CONCLUSION/NEXT STEPS

This paper described the initial development of a one-dimensional HEC-RAS 5.0 mobile-bed model for modeling and predicting sediment accumulation in Tuttle Creek Lake. This model utilizes new features in HEC-RAS 5.0 including Unsteady Sediment and new features in the RULES editor. Additional measures to ensure model stability were required beyond those necessary to produce a stable hydraulic model. As of this writing, calibration is in the early stages and all results are preliminary. This model demonstrates the utility of HEC-RAS 5.0 for sedimentation analysis of large reservoirs. Future work will quantify the reduction in sediment accumulation possible at Tuttle Creek Lake through changes to reservoir operational procedures.

REFERENCES

Gibson, S., Brunner, G., Piper, S., and Jensen, M., (2006). “Sediment Transport Computations in HEC-RAS.” Eighth Federal Interagency Sedimentation Conference (8th FISC), Reno, NV, 57-64.

Gibson, S. and Boyd, P. (2014) “Modeling Long Term Alternatives for Sustainable Sediment Management Using Operational Sediment Transport Rules,” Reservoir Sedimentation – Scheiss et al. (eds), 229-236. Gibson, S. and Pridal, D. (2015) “Negotiating Hydrologic Uncertainty in Long Term Reservoir Sediment Models: Simulating Arghandab Reservoir Deposition with HEC-RAS,” SEDHyd: 10th Interagency Federal Sedimentation Conference. Haslouer, S.G.; Eberle, M.E.; Edds, D.R.; Gido, K.B.; Mammoliti, C.S.; Triplett, J.R.; Collins, J.T.; Distler, D.A.; Huggins, D.G. and Stark, W.J.; (2005).
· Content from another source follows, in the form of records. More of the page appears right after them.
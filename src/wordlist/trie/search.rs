use rayon::prelude::*;

use crate::wordlist::index::Index;

/// Evaluates each query word against a built trie, preserving query
/// order in the result sequence.
pub fn query_all<T, S>(trie: &T, words: &[S]) -> Vec<bool>
where
    T: Index,
    S: AsRef<str>,
{
    words.iter().map(|word| trie.contains(word.as_ref())).collect()
}

/// Same answers as [`query_all`], fanned out over the rayon pool.
/// Queries only read the trie, so they need no coordination; `collect`
/// keeps them in query order.
pub fn query_all_parallel<T, S>(trie: &T, words: &[S]) -> Vec<bool>
where
    T: Index + Sync,
    S: AsRef<str> + Sync,
{
    words
        .par_iter()
        .map(|word| trie.contains(word.as_ref()))
        .collect()
}
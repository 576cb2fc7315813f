use std::fs::File;
use std::io::{BufRead, BufReader};
use std::path::Path;
use std::time::Instant;

use delegate::delegate;
use typed_builder::TypedBuilder;

use crate::error::Result;
use crate::wordlist::index::{Index, InsertOutcome};
use crate::wordlist::trie::search;

/// Dictionary backed by one of the trie variants. Built once from a word
/// source, then queried read-only.
pub struct Wordlist<T: Index> {
    trie: T,
    words: usize,
}

/// Shape of a dictionary file: plain one-word-per-line, or delimited
/// columns with the word in `word_column`.
#[derive(TypedBuilder)]
pub struct FileFormat {
    #[builder(default, setter(strip_option))]
    delimiter: Option<char>,
    #[builder(default, setter(strip_option))]
    word_column: Option<usize>,
}

impl FileFormat {
    fn parse_line<'a>(&self, line: &'a str) -> Option<&'a str> {
        match self.delimiter {
            None => Some(line),
            Some(delimiter) => {
                let columns: Vec<_> = line.split(delimiter).collect();
                columns.get(self.word_column.unwrap_or(0)).copied()
            }
        }
    }
}

impl<T: Index> Wordlist<T> {
    pub fn build_from_file(trie: T, path: &Path, format: FileFormat) -> Result<Wordlist<T>> {
        println!("Reading words from {:#?}", path);

        let file = File::open(path)?;
        let buf_reader = BufReader::new(file);

        let start = Instant::now();
        let lines = buf_reader.lines().collect::<std::io::Result<Vec<String>>>()?;
        println!("Reading took {}", start.elapsed().as_secs_f64());

        Ok(Wordlist::build_from_lines(
            trie,
            lines.iter().map(|x| x.as_str()),
            &format,
        ))
    }

    pub fn build_from_lines<'a, I>(mut trie: T, lines: I, format: &FileFormat) -> Wordlist<T>
    where
        I: IntoIterator<Item = &'a str>,
    {
        let start = Instant::now();

        let mut malformed: usize = 0;
        let mut outcome = InsertOutcome::default();
        for line in lines {
            if line.is_empty() {
                continue;
            }
            let word = match format.parse_line(line) {
                Some(word) => word,
                None => {
                    malformed += 1;
                    continue;
                }
            };
            match trie.insert(word) {
                Ok(true) => outcome.added += 1,
                Ok(false) => outcome.duplicates += 1,
                Err(e) => {
                    outcome.rejected += 1;
                    eprintln!("Rejected {:?}: {}", word, e);
                }
            }
        }

        let count = outcome.added + outcome.duplicates;
        let failures = outcome.rejected + malformed;

        let elapsed = start.elapsed();
        println!(
            "Read {} words in {}s ({} kwps) [{} failures]",
            count,
            (elapsed.as_millis() as f64) / 1000.0,
            (count as f64) / (elapsed.as_millis() as f64).max(1.0),
            failures
        );

        Wordlist {
            trie,
            words: outcome.added,
        }
    }

    delegate! {
        to self.trie {
            pub fn contains(&self, word: &str) -> bool;
            pub fn node_count(&self) -> usize;
        }
    }

    /// Distinct words inserted.
    pub fn word_count(&self) -> usize {
        self.words
    }

    pub fn query_all<S: AsRef<str>>(&self, words: &[S]) -> Vec<bool> {
        search::query_all(&self.trie, words)
    }

    pub fn query_all_parallel<S>(&self, words: &[S]) -> Vec<bool>
    where
        T: Sync,
        S: AsRef<str> + Sync,
    {
        search::query_all_parallel(&self.trie, words)
    }
}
Transactions of the Kansas Academy of Science (1903-), Vol. 108, No. 1/2, pp. 32-46.

Juracek, K.E., (2011). Suspended-sediment loads, reservoir sediment trap efficiency, and upstream and downstream channel stability for Kanopolis and Tuttle Creek Lakes, Kansas, 2008-10: U.S. Geological Survey Scientific Investigations Report 2011-5187, 35 p. http://pubs.usgs.gov/sir/2011/5187/

Kansas Water Office, (2012). Tuttle Creek Reservoir Information Sheet, available at http://www.kwo.org/reservoirs/ReservoirFactSheets/Rpt_TuttleCreek_2011.pdf .

USACE, (2012). Kansas River Basin Reservoir Sedimentation Analysis. Submitted by HNTB to U.S. Army Corps of Engineers, Kansas City District.

USACE, (2015). HEC-RAS River Analysis System, Version 5.0, Hydrologic Engineering Center User Manual. U.S. Army Corps of Engineers.